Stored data
Segment Open

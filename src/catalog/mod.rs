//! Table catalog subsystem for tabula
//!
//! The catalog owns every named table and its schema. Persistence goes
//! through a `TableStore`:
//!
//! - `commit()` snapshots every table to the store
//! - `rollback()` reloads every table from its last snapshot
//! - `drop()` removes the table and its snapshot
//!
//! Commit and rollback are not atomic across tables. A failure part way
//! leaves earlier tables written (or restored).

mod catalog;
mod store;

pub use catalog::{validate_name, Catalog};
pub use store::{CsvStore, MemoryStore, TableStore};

Segment Closed
Segment Open

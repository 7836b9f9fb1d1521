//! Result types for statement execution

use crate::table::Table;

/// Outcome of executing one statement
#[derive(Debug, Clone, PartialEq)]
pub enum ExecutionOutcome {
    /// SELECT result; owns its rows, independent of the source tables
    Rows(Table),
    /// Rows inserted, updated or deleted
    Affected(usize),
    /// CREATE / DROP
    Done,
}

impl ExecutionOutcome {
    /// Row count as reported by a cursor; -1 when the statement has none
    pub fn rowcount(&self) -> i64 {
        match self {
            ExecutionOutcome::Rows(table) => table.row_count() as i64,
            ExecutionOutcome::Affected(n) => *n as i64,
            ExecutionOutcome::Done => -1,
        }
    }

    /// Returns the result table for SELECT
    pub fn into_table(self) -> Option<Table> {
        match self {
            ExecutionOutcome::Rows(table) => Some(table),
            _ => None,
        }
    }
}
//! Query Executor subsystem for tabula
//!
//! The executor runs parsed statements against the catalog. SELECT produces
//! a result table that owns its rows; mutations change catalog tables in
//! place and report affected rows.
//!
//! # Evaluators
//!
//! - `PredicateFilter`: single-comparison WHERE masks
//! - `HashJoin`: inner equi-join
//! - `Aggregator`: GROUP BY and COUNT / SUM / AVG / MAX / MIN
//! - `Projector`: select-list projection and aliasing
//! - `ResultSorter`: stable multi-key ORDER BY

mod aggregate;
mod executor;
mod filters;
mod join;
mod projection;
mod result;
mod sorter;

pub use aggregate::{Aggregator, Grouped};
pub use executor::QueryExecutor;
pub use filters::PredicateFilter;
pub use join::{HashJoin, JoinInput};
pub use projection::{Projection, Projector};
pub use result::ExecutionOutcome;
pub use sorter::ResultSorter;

Segment Closed

_TASK GOAL_. Collect the lines of the records that include the string "join".

_TASK OUTPUT_.
//! - `HashJoin`: inner equi-join
mod join;
pub use join::{HashJoin, JoinInput};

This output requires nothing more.